**Exercise objective**
This exercise asks for an exact transcription of every entry.

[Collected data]
=======

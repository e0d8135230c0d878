//! Generic record accessors: one transaction per call.
//!
//! These do not compose with other writes. Components that need several
//! writes to land together run their own update transaction instead.

use paystore_core::{Store, StoreResult};

use crate::namespaces::missing;

/// Upsert `value` under `key` in the top-level `namespace`.
pub fn save_item(store: &Store, namespace: &[u8], key: &[u8], value: &[u8]) -> StoreResult<()> {
    store.update(|tx| match tx.namespace_mut(namespace) {
        Some(mut ns) => ns.put(key, value),
        None => Err(missing(namespace)),
    })
}

/// Record stored under `key` in the top-level `namespace`, `None` when absent.
pub fn fetch_item(store: &Store, namespace: &[u8], key: &[u8]) -> StoreResult<Option<Vec<u8>>> {
    store.view(|tx| {
        let ns = tx.namespace(namespace).ok_or_else(|| missing(namespace))?;
        Ok(ns.get(key).map(<[u8]>::to_vec))
    })
}
//! `WalletDb`: the owned store handle with the wallet layout in place.

use std::path::Path;

use paystore_core::{CompactionResult, Config, Store};
use tracing::info;

use crate::account::AccountStore;
use crate::error::WalletDbResult;
use crate::namespaces::ensure_layout;
use crate::payment_requests::PaymentRequests;
use crate::payments::PaymentLedger;
use crate::swap::SwapAddressRegistry;

/// Wallet database over a single store file.
///
/// Owns the `Store`; components borrow it and each of their calls runs as
/// its own transaction.
pub struct WalletDb {
    store: Store,
}

impl WalletDb {
    /// Open or create the wallet store at `path` and create any missing namespaces.
    pub fn open<P: AsRef<Path>>(path: P, config: Config) -> WalletDbResult<Self> {
        let store = Store::open(path, config)?;
        store.update(ensure_layout)?;
        info!(path = %store.path().display(), "Wallet database ready");
        Ok(Self { store })
    }

    /// Get a reference to the underlying store.
    pub fn store(&self) -> &Store {
        &self.store
    }

    pub fn path(&self) -> &Path {
        self.store.path()
    }

    pub fn payments(&self) -> PaymentLedger<'_> {
        PaymentLedger::new(&self.store)
    }

    pub fn account(&self) -> AccountStore<'_> {
        AccountStore::new(&self.store)
    }

    pub fn payment_requests(&self) -> PaymentRequests<'_> {
        PaymentRequests::new(&self.store)
    }

    pub fn swap_addresses(&self) -> SwapAddressRegistry<'_> {
        SwapAddressRegistry::new(&self.store)
    }

    /// Reclaim space left by overwritten and deleted records.
    pub fn compact(&self) -> WalletDbResult<CompactionResult> {
        Ok(self.store.compact()?)
    }

    /// Sync and release the store file.
    pub fn close(self) -> WalletDbResult<()> {
        Ok(self.store.close()?)
    }

    /// Close and remove the store file.
    pub fn delete(self) -> WalletDbResult<()> {
        Ok(self.store.delete()?)
    }
}

impl std::fmt::Debug for WalletDb {
    fn fmt(&self, f: &mut std::fmt::Formatter<'_>) -> std::fmt::Result {
        f.debug_struct("WalletDb").field("path", &self.store.path()).finish()
    }
}
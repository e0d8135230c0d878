//! Paystore Wallet — payment-wallet records over Paystore Core
//!
//! Maps a wallet's persistent state onto store namespaces:
//!
//! - **payments**: opaque payment records under a persisted sequence,
//!   plus monotone sync watermarks in the nested `paymentsSyncInfo`
//! - **account**: a single account blob
//! - **paymentRequests**: incoming payment requests keyed by hash
//! - **swap_addresses**: JSON swap address records keyed by address
//!
//! `WalletDb` owns the store and hands out borrowing component views.
//! Record contents other than swap addresses are opaque to this crate.

pub mod accessors;
pub mod account;
pub mod db;
pub mod error;
pub mod namespaces;
pub mod payment_requests;
pub mod payments;
pub mod swap;

pub use account::AccountStore;
pub use db::WalletDb;
pub use error::{WalletDbError, WalletDbResult};
pub use payment_requests::PaymentRequests;
pub use payments::{PaymentLedger, SyncInfo};
pub use swap::{SwapAddressInfo, SwapAddressRegistry};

=======

**Answer to this exercise**
repository e0d8135230c0d878
//! Generic record accessors: one transaction per call.
//!
//! These do not compose with other writes. Components that need several
//! writes to land together run their own update transaction instead.

use paystore_core::{Store, StoreResult};

use crate::namespaces::missing;

/// Upsert `value` under `key` in the top-level `namespace`.
pub fn save_item(store: &Store, namespace: &[u8], key: &[u8], value: &[u8]) -> StoreResult<()> {
    store.update(|tx| match tx.namespace_mut(namespace) {
        Some(mut ns) => ns.put(key, value),
        None => Err(missing(namespace)),
    })
}

/// Record stored under `key` in the top-level `namespace`, `None` when absent.
pub fn fetch_item(store: &Store, namespace: &[u8], key: &[u8]) -> StoreResult<Option<Vec<u8>>> {
    store.view(|tx| {
        let ns = tx.namespace(namespace).ok_or_else(|| missing(namespace))?;
        Ok(ns.get(key).map(<[u8]>::to_vec))
    })
}
//! `WalletDb`: the owned store handle with the wallet layout in place.

use std::path::Path;

use paystore_core::{CompactionResult, Config, Store};
use tracing::info;

use crate::account::AccountStore;
use crate::error::WalletDbResult;
use crate::namespaces::ensure_layout;
use crate::payment_requests::PaymentRequests;
use crate::payments::PaymentLedger;
use crate::swap::SwapAddressRegistry;

/// Wallet database over a single store file.
///
/// Owns the `Store`; components borrow it and each of their calls runs as
/// its own transaction.
pub struct WalletDb {
    store: Store,
}

impl WalletDb {
    /// Open or create the wallet store at `path` and create any missing namespaces.
    pub fn open<P: AsRef<Path>>(path: P, config: Config) -> WalletDbResult<Self> {
        let store = Store::open(path, config)?;
        store.update(ensure_layout)?;
        info!(path = %store.path().display(), "Wallet database ready");
        Ok(Self { store })
    }

    /// Get a reference to the underlying store.
    pub fn store(&self) -> &Store {
        &self.store
    }

    pub fn path(&self) -> &Path {
        self.store.path()
    }

    pub fn payments(&self) -> PaymentLedger<'_> {
        PaymentLedger::new(&self.store)
    }

    pub fn account(&self) -> AccountStore<'_> {
        AccountStore::new(&self.store)
    }

    pub fn payment_requests(&self) -> PaymentRequests<'_> {
        PaymentRequests::new(&self.store)
    }

    pub fn swap_addresses(&self) -> SwapAddressRegistry<'_> {
        SwapAddressRegistry::new(&self.store)
    }

    /// Reclaim space left by overwritten and deleted records.
    pub fn compact(&self) -> WalletDbResult<CompactionResult> {
        Ok(self.store.compact()?)
    }

    /// Sync and release the store file.
    pub fn close(self) -> WalletDbResult<()> {
        Ok(self.store.close()?)
    }

    /// Close and remove the store file.
    pub fn delete(self) -> WalletDbResult<()> {
        Ok(self.store.delete()?)
    }
}

impl std::fmt::Debug for WalletDb {
    fn fmt(&self, f: &mut std::fmt::Formatter<'_>) -> std::fmt::Result {
        f.debug_struct("WalletDb").field("path", &self.store.path()).finish()
    }
}
repository e0d8135230c0d878
//! Paystore Wallet — payment-wallet records over Paystore Core
//!
//! Maps a wallet's persistent state onto store namespaces:
//!
//! - **payments**: opaque payment records under a persisted sequence,
//!   plus monotone sync watermarks in the nested `paymentsSyncInfo`
//! - **account**: a single account blob
//! - **paymentRequests**: incoming payment requests keyed by hash
//! - **swap_addresses**: JSON swap address records keyed by address
//!
//! `WalletDb` owns the store and hands out borrowing component views.
//! Record contents other than swap addresses are opaque to this crate.

pub mod accessors;
pub mod account;
pub mod db;
pub mod error;
pub mod namespaces;
pub mod payment_requests;
pub mod payments;
pub mod swap;

pub use account::AccountStore;
pub use db::WalletDb;
pub use error::{WalletDbError, WalletDbResult};
pub use payment_requests::PaymentRequests;
pub use payments::{PaymentLedger, SyncInfo};
pub use swap::{SwapAddressInfo, SwapAddressRegistry};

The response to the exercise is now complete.